*Task to carry out:* Give back an exact copy of the lines below, from the first through the line with "impl From<sqlx::Error> for"; please stop there.

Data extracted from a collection
*****

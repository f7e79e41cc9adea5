//! Error handling

use axum::{
    response::{IntoResponse, Response},
    http::StatusCode,
    Json,
};
use serde_json::json;

pub type AppResult<T> = Result<T, AppError>;

#[derive(Debug)]
pub enum AppError {
    // Auth errors
    Unauthorized,

    // Resource errors
    NotFound(String),
    AlreadyExists(String),

    // Validation errors
    ValidationError(String),

    // Database errors
    DatabaseError(String),

    // Model provider / upstream stage errors
    UpstreamError(String),

    // Generic errors
    InternalError(String),
}

impl IntoResponse for AppError {
    fn into_response(self) -> Response {
        let (status, error_message) = match &self {
            AppError::Unauthorized => (StatusCode::UNAUTHORIZED, "Authentication required"),
            AppError::NotFound(msg) => (StatusCode::NOT_FOUND, msg.as_str()),
            AppError::AlreadyExists(msg) => (StatusCode::CONFLICT, msg.as_str()),
            AppError::ValidationError(msg) => (StatusCode::BAD_REQUEST, msg.as_str()),
            AppError::DatabaseError(msg) => {
                tracing::error!("Database error: {}", msg);
                (StatusCode::INTERNAL_SERVER_ERROR, "Database error occurred")
            }
            AppError::UpstreamError(msg) => {
                tracing::error!("Upstream model error: {}", msg);
                (StatusCode::BAD_GATEWAY, "Upstream model error")
            }
            AppError::InternalError(msg) => {
                tracing::error!("Internal error: {}", msg);
                (StatusCode::INTERNAL_SERVER_ERROR, "Internal server error")
            }
        };

        let body = Json(json!({
            "error": error_message,
            "status": status.as_u16()
        }));

        (status, body).into_response()
    }
}

impl From<sqlx::Error> for AppError {
    fn from(err: sqlx::Error) -> Self {
        AppError::DatabaseError(err.to_string())
    }
}
use chrono_tz::America::New_York;

use super::export::{csv_escape, csv_row, truncate_text};
use super::query_logs::{resolve_filter, LogListParams};
use crate::models::{QueryStatus, StatusFilter};

fn params(start: Option<&str>, end: Option<&str>) -> LogListParams {
    LogListParams {
        start_date: start.map(str::to_string),
        end_date: end.map(str::to_string),
        ..Default::default()
    }
}

#[test]
fn resolve_filter_converts_dates_to_reference_timezone_instants() {
    let filter = resolve_filter(&params(Some("2024-01-01"), Some("2024-01-01")), New_York).unwrap();

    // Midnight ET on Jan 1 through midnight ET on Jan 2, as UTC.
    assert_eq!(
        filter.start_utc.unwrap().to_rfc3339(),
        "2024-01-01T05:00:00+00:00"
    );
    assert_eq!(
        filter.end_utc.unwrap().to_rfc3339(),
        "2024-01-02T05:00:00+00:00"
    );
}

#[test]
fn resolve_filter_accepts_open_ended_ranges() {
    let filter = resolve_filter(&params(Some("2024-06-01"), None), New_York).unwrap();
    assert!(filter.start_utc.is_some());
    assert!(filter.end_utc.is_none());

    let filter = resolve_filter(&params(None, None), New_York).unwrap();
    assert!(filter.start_utc.is_none());
    assert!(filter.end_utc.is_none());
}

#[test]
fn resolve_filter_parses_status_vocabulary() {
    let mut p = params(None, None);
    p.status_filter = Some("blocked".to_string());
    let filter = resolve_filter(&p, New_York).unwrap();
    assert_eq!(filter.status, Some(StatusFilter::Status(QueryStatus::Blocked)));

    p.status_filter = Some("nonsense".to_string());
    assert!(resolve_filter(&p, New_York).is_err());
}

#[test]
fn resolve_filter_bounds_limit_and_offset() {
    let mut p = params(None, None);
    p.limit = Some(0);
    assert!(resolve_filter(&p, New_York).is_err());

    p.limit = Some(100_000);
    assert!(resolve_filter(&p, New_York).is_err());

    p.limit = Some(500);
    p.offset = Some(-1);
    assert!(resolve_filter(&p, New_York).is_err());

    p.offset = Some(20);
    let filter = resolve_filter(&p, New_York).unwrap();
    assert_eq!(filter.limit, Some(500));
    assert_eq!(filter.offset, 20);
}

#[test]
fn resolve_filter_drops_blank_search_text() {
    let mut p = params(None, None);
    p.q = Some("   ".to_string());
    let filter = resolve_filter(&p, New_York).unwrap();
    assert_eq!(filter.text, None);

    p.q = Some("housing".to_string());
    let filter = resolve_filter(&p, New_York).unwrap();
    assert_eq!(filter.text.as_deref(), Some("housing"));
}

#[test]
fn csv_escape_quotes_only_when_needed() {
    assert_eq!(csv_escape("plain"), "plain");
    assert_eq!(csv_escape("a,b"), "\"a,b\"");
    assert_eq!(csv_escape("line\nbreak"), "\"line\nbreak\"");
    assert_eq!(csv_escape("say \"hi\""), "\"say \"\"hi\"\"\"");
}

#[test]
fn csv_row_joins_fields_with_crlf_terminator() {
    let row = csv_row(&["1".to_string(), "a,b".to_string(), "c".to_string()]);
    assert_eq!(row, "1,\"a,b\",c\r\n");
}

#[test]
fn truncate_text_is_character_boundary_safe() {
    assert_eq!(truncate_text("short", 10), "short");
    assert_eq!(truncate_text("abcdef", 3), "abc…");
    // Multi-byte characters stay intact.
    assert_eq!(truncate_text("héllo wörld", 5), "héllo…");
}
//! Agent configuration handlers

use axum::{
    extract::{Path, State},
    http::StatusCode,
    Json,
};
use validator::Validate;

use crate::models::{Agent, UpsertAgent};
use crate::{AppError, AppResult, AppState};

/// List all active agents and their instructions.
pub async fn list(State(state): State<AppState>) -> AppResult<Json<Vec<Agent>>> {
    let agents = Agent::list_active(&state.pool).await?;
    Ok(Json(agents))
}

/// Fetch a single agent configuration by its logical key.
pub async fn get(
    State(state): State<AppState>,
    Path(agent_key): Path<String>,
) -> AppResult<Json<Agent>> {
    let agent = Agent::find_by_key(&state.pool, &agent_key)
        .await?
        .ok_or_else(|| AppError::NotFound("Agent not found.".to_string()))?;
    Ok(Json(agent))
}

/// Create a new agent and its instructions.
pub async fn create(
    State(state): State<AppState>,
    Json(payload): Json<UpsertAgent>,
) -> AppResult<(StatusCode, Json<Agent>)> {
    payload
        .validate()
        .map_err(|e| AppError::ValidationError(e.to_string()))?;
    let agent = Agent::create(&state.pool, &payload).await?;
    Ok((StatusCode::CREATED, Json(agent)))
}

/// Replace an existing agent (identified by current key) and its instructions.
pub async fn update(
    State(state): State<AppState>,
    Path(agent_key): Path<String>,
    Json(payload): Json<UpsertAgent>,
) -> AppResult<Json<Agent>> {
    payload
        .validate()
        .map_err(|e| AppError::ValidationError(e.to_string()))?;
    let agent = Agent::update(&state.pool, &agent_key, &payload).await?;
    Ok(Json(agent))
}

/// Delete an agent (and its instructions) by key.
pub async fn delete(
    State(state): State<AppState>,
    Path(agent_key): Path<String>,
) -> AppResult<StatusCode> {
    Agent::delete(&state.pool, &agent_key).await?;
    Ok(StatusCode::NO_CONTENT)
}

*****

*Response to this task:*
repository f7e79e41cc9adea5
//! Error handling

use axum::{
    response::{IntoResponse, Response},
    http::StatusCode,
    Json,
};
use serde_json::json;

pub type AppResult<T> = Result<T, AppError>;

#[derive(Debug)]
pub enum AppError {
    // Auth errors
    Unauthorized,

    // Resource errors
    NotFound(String),
    AlreadyExists(String),

    // Validation errors
    ValidationError(String),

    // Database errors
    DatabaseError(String),

    // Model provider / upstream stage errors
    UpstreamError(String),

    // Generic errors
    InternalError(String),
}

impl IntoResponse for AppError {
    fn into_response(self) -> Response {
        let (status, error_message) = match &self {
            AppError::Unauthorized => (StatusCode::UNAUTHORIZED, "Authentication required"),
            AppError::NotFound(msg) => (StatusCode::NOT_FOUND, msg.as_str()),
            AppError::AlreadyExists(msg) => (StatusCode::CONFLICT, msg.as_str()),
            AppError::ValidationError(msg) => (StatusCode::BAD_REQUEST, msg.as_str()),
            AppError::DatabaseError(msg) => {
                tracing::error!("Database error: {}", msg);
                (StatusCode::INTERNAL_SERVER_ERROR, "Database error occurred")
            }
            AppError::UpstreamError(msg) => {
                tracing::error!("Upstream model error: {}", msg);
                (StatusCode::BAD_GATEWAY, "Upstream model error")
            }
            AppError::InternalError(msg) => {
                tracing::error!("Internal error: {}", msg);
                (StatusCode::INTERNAL_SERVER_ERROR, "Internal server error")
            }
        };

        let body = Json(json!({
            "error": error_message,
            "status": status.as_u16()
        }));

        (status, body).into_response()
    }
}

impl From<sqlx::Error> for AppError {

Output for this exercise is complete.